Come anticipato prima queste due linee di tendenza convergono nel richiedere più risorse per la sanità (e fin qui non solo ci siamo, ma stiamo parlando di una cosa, come si diceva una volta, sacrosanta). Ma finiscono per convergere anche negli orientamenti programmatori che contemporaneamente prevedono almeno a parole sia un rafforzamento della rete ospedaliera che di quella territoriale. Dico subito che (ovviamente e rigorosamente a mio esclusivo parere) che questa scelta di potenziare tutto non solo è impossibile, ma è sbagliata.

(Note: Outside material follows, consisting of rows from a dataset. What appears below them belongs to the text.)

use std::path::Path;
use std::sync::{Arc, Mutex};
use std::time::Duration;

use async_trait::async_trait;
use launch_panel::core::emit::{HostWindow, NoticeLevel, PanelEmitter, PanelUpdate, WindowSignal};
use launch_panel::core::launch::{EngineEvent, EngineEvents, LaunchEngine, LaunchRequest, LaunchState};
use launch_panel::core::mods::ModInventory;
use launch_panel::core::paths::GamePaths;
use launch_panel::core::status::{StatusChecker, StatusReply};
use launch_panel::{LauncherPanel, PanelError, PanelOptions, PanelResult, PanelServices};
use serde_json::json;

#[derive(Default)]
struct Recorder {
    updates: Mutex<Vec<PanelUpdate>>,
    signals: Mutex<Vec<WindowSignal>>,
}

impl PanelEmitter for Recorder {
    fn emit(&self, update: PanelUpdate) {
        self.updates.lock().unwrap().push(update);
    }
}

impl HostWindow for Recorder {
    fn signal(&self, signal: WindowSignal) {
        self.signals.lock().unwrap().push(signal);
    }
}

struct Engine {
    script: Vec<EngineEvent>,
    requests: Mutex<Vec<serde_json::Value>>,
    held: Mutex<Option<EngineEvents>>,
}

impl Engine {
    fn new(script: Vec<EngineEvent>) -> Self {
        Self {
            script,
            requests: Mutex::new(Vec::new()),
            held: Mutex::new(None),
        }
    }
}

#[async_trait]
impl LaunchEngine for Engine {
    async fn launch(&self, request: LaunchRequest, events: EngineEvents) -> PanelResult<()> {
        self.requests
            .lock()
            .unwrap()
            .push(serde_json::to_value(&request).unwrap());
        for event in &self.script {
            events.send(event.clone()).unwrap();
        }
        // Keep the channel open so an unscripted close never happens.
        *self.held.lock().unwrap() = Some(events);
        Ok(())
    }
}

struct Checker(Option<u32>);

#[async_trait]
impl StatusChecker for Checker {
    async fn check_status(&self, _address: &str, _port: u16) -> PanelResult<StatusReply> {
        match self.0 {
            Some(players) => Ok(StatusReply {
                player_count: players,
                latency_ms: Some(20),
            }),
            None => Err(PanelError::Network("connection refused".into())),
        }
    }
}

fn write_profile(dir: &Path) -> std::path::PathBuf {
    let path = dir.join("profile.json");
    std::fs::write(
        &path,
        json!({
            "base_url": "https://launcher.example.net",
            "user": "team",
            "game_version": "1.20.1",
            "loader": { "type": "fabric", "build": "0.15.7", "enable": true },
            "verify": true,
            "ignored": ["options.txt"],
            "data_directory": "selvania",
            "status": { "address": "play.example.net", "port": 25565 }
        })
        .to_string(),
    )
    .unwrap();
    path
}

fn write_settings(app_root: &Path, close: &str) {
    let settings = GamePaths::new(app_root, "selvania").settings_file();
    std::fs::create_dir_all(settings.parent().unwrap()).unwrap();
    std::fs::write(
        settings,
        json!({
            "1234": {
                "accounts-selected": { "selected": "acc-1" },
                "ram": { "ramMin": "1", "ramMax": "2" },
                "screen": { "screen": { "width": "<auto>", "height": "<auto>" } },
                "launcher": { "launcher": { "close": close } }
            },
            "acc-1": { "accounts": { "uuid": "0f1e2d3c", "name": "Alex" } }
        })
        .to_string(),
    )
    .unwrap();
}

async fn open_panel(
    app_root: &Path,
    engine: Arc<Engine>,
    players: Option<u32>,
    recorder: Arc<Recorder>,
) -> LauncherPanel {
    let profile = write_profile(app_root);
    let services = PanelServices {
        engine,
        checker: Arc::new(Checker(players)),
        emitter: recorder.clone(),
        window: recorder,
    };
    let options = PanelOptions {
        status_timeout: Duration::from_millis(200),
        error_grace: None,
    };
    LauncherPanel::open_at(app_root, &profile, services, options)
        .await
        .unwrap()
}

#[tokio::test]
async fn initialize_reports_offline_server_and_missing_mods() {
    let root = tempfile::tempdir().unwrap();
    let recorder = Arc::new(Recorder::default());
    let panel = open_panel(root.path(), Arc::new(Engine::new(vec![])), None, recorder.clone()).await;

    panel.initialize().await;

    let updates = recorder.updates.lock().unwrap().clone();
    assert!(matches!(
        &updates[0],
        PanelUpdate::ServerStatus(status) if !status.reachable && status.player_count == 0
    ));
    assert_eq!(updates[1], PanelUpdate::Mods(ModInventory::Missing));
    assert!(matches!(&updates[2], PanelUpdate::Launch(view) if view.launch_control_visible));
}

#[tokio::test]
async fn initialize_reports_player_count() {
    let root = tempfile::tempdir().unwrap();
    let recorder = Arc::new(Recorder::default());
    let panel = open_panel(root.path(), Arc::new(Engine::new(vec![])), Some(7), recorder.clone()).await;

    panel.initialize().await;

    let updates = recorder.updates.lock().unwrap().clone();
    match &updates[0] {
        PanelUpdate::ServerStatus(status) => {
            assert!(status.reachable);
            assert_eq!(status.player_count, 7);
        }
        other => panic!("unexpected first update {:?}", other),
    }
}

#[tokio::test]
async fn missing_settings_surface_a_blocking_notice() {
    let root = tempfile::tempdir().unwrap();
    let recorder = Arc::new(Recorder::default());
    let engine = Arc::new(Engine::new(vec![]));
    let panel = open_panel(root.path(), engine.clone(), None, recorder.clone()).await;

    let result = panel.launch().await;

    assert!(matches!(result, Err(PanelError::Configuration { .. })));
    assert!(engine.requests.lock().unwrap().is_empty());
    assert!(panel.orchestrator().active_session().is_none());
    let updates = recorder.updates.lock().unwrap().clone();
    assert!(matches!(
        updates.last(),
        Some(PanelUpdate::Notice(notice)) if notice.level == NoticeLevel::Blocking
    ));
}

#[tokio::test]
async fn full_launch_cycle_with_close_launcher() {
    let root = tempfile::tempdir().unwrap();
    write_settings(root.path(), "close-launcher");
    let recorder = Arc::new(Recorder::default());
    let engine = Arc::new(Engine::new(vec![
        EngineEvent::Check {
            current: 10,
            total: 100,
        },
        EngineEvent::Progress {
            current: 50,
            total: 200,
        },
        EngineEvent::Estimated(3661.0),
        EngineEvent::Speed(1_067_008.0),
        EngineEvent::Data("[main] Setting user: Alex".into()),
        EngineEvent::Close(0),
    ]));
    let panel = open_panel(root.path(), engine.clone(), Some(3), recorder.clone()).await;

    let handle = panel.launch().await.unwrap();
    let session = handle.join().await.unwrap();
    assert_eq!(session.state, LaunchState::Closed);

    let signals = recorder.signals.lock().unwrap().clone();
    assert_eq!(signals.iter().filter(|s| **s == WindowSignal::Show).count(), 1);
    assert_eq!(signals.iter().filter(|s| **s == WindowSignal::Hide).count(), 1);

    let request = engine.requests.lock().unwrap()[0].clone();
    assert_eq!(request["url"], "https://launcher.example.net/team/files");
    assert_eq!(request["memory"]["min"], "1024M");
    assert_eq!(request["memory"]["max"], "2048M");
    assert_eq!(request["downloadFileMultiple"], 30);
    assert_eq!(request["timeout"], 10000);
    assert_eq!(request["detached"], true);
    assert_eq!(request["screen"], serde_json::Value::Null);
    assert_eq!(request["ignored"], json!(["launcher_config", "options.txt"]));
    assert_eq!(request["loader"]["type"], "fabric");

    let updates = recorder.updates.lock().unwrap().clone();
    match updates.last() {
        Some(PanelUpdate::Launch(view)) => {
            assert!(view.launch_control_visible);
            assert!(!view.progress_visible);
            assert_eq!(view.info_text, "Verifying");
        }
        other => panic!("unexpected last update {:?}", other),
    }
    let saw_eta = updates.iter().any(|u| {
        matches!(u, PanelUpdate::Launch(v) if v.estimated.as_deref() == Some("1h 1m 1s"))
    });
    assert!(saw_eta);
}

#[tokio::test]
async fn launch_while_running_is_rejected() {
    let root = tempfile::tempdir().unwrap();
    write_settings(root.path(), "close-all");
    let recorder = Arc::new(Recorder::default());
    let engine = Arc::new(Engine::new(vec![EngineEvent::Check {
        current: 1,
        total: 10,
    }]));
    let panel = open_panel(root.path(), engine.clone(), None, recorder).await;

    let mut first = panel.launch().await.unwrap();
    let second = panel.launch().await;
    assert!(matches!(second, Err(PanelError::LaunchRejected(id)) if id == first.id()));
    assert_eq!(engine.requests.lock().unwrap().len(), 1);
    assert_eq!(engine.requests.lock().unwrap()[0]["detached"], false);

    first.cancel();
    first.join().await.unwrap();
    assert!(panel.orchestrator().active_session().is_none());
}

#[tokio::test]
async fn settings_saved_after_open_are_used_on_retry() {
    let root = tempfile::tempdir().unwrap();
    let recorder = Arc::new(Recorder::default());
    let engine = Arc::new(Engine::new(vec![]));
    let panel = open_panel(root.path(), engine.clone(), None, recorder).await;

    let first = panel.launch().await;
    assert!(matches!(first, Err(PanelError::Configuration { .. })));

    write_settings(root.path(), "close-all");
    let mut handle = panel.launch().await.unwrap();
    assert_eq!(engine.requests.lock().unwrap().len(), 1);
    assert_eq!(engine.requests.lock().unwrap()[0]["authenticator"]["name"], "Alex");

    handle.cancel();
    handle.join().await.unwrap();
}

#[tokio::test]
async fn corrupt_settings_only_block_the_launch() {
    let root = tempfile::tempdir().unwrap();
    let settings = GamePaths::new(root.path(), "selvania").settings_file();
    std::fs::create_dir_all(settings.parent().unwrap()).unwrap();
    std::fs::write(&settings, "{ not json").unwrap();

    let recorder = Arc::new(Recorder::default());
    let engine = Arc::new(Engine::new(vec![]));
    let panel = open_panel(root.path(), engine.clone(), Some(2), recorder.clone()).await;

    panel.initialize().await;
    {
        let updates = recorder.updates.lock().unwrap();
        assert!(matches!(&updates[0], PanelUpdate::ServerStatus(status) if status.reachable));
        assert!(matches!(&updates[1], PanelUpdate::Mods(_)));
        assert!(matches!(&updates[2], PanelUpdate::Launch(_)));
    }

    let result = panel.launch().await;
    assert!(matches!(result, Err(PanelError::Configuration { .. })));
    assert!(engine.requests.lock().unwrap().is_empty());
    let updates = recorder.updates.lock().unwrap().clone();
    assert!(matches!(
        updates.last(),
        Some(PanelUpdate::Notice(notice)) if notice.level == NoticeLevel::Blocking
    ));
}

È impossibile perché non esiste per riuscire in questa sorta di “potenziamento di tutto” una quantità sufficiente di personale per garantirlo in tempi accettabili. Il potenziamento ed adeguamento della rete ospedaliera così com’è magari con l’aggiunta di quella parte che si stava finendo di riconvertire da solo assorbirebbe, per fare un esempio, la totalità del personale infermieristico a disposizione. E per il territorio non rimarrebbe niente.

Ed è sbagliato perché non serve potenziare “questa” rete ospedaliera, ma occorre qualificare una rete ospedaliera “diversa”. Una rete che alla fine assorbirà la “giusta” quantità di risorse perché resa più razionale e più equa da alcune scelte difficili. Se non si prenderà questa strada il tentativo di potenziare “tutto” si rivelerà sbagliato e si tradurrà in un peggioramento dei servizi offerti dal nostro sistema sociosanitario ai cittadini.

Un ultimo messaggio a fine puntata: questi temi vanno offerti al pubblico confronto e sviluppati con il coinvolgimento delle persone. Per farlo servono valori, idee, dati e progetti. È con questo spirito che le prossime puntate cercheranno di sviluppare le riflessioni sulla sanità di un “dopo” che va costruito prima, in pratica da oggi.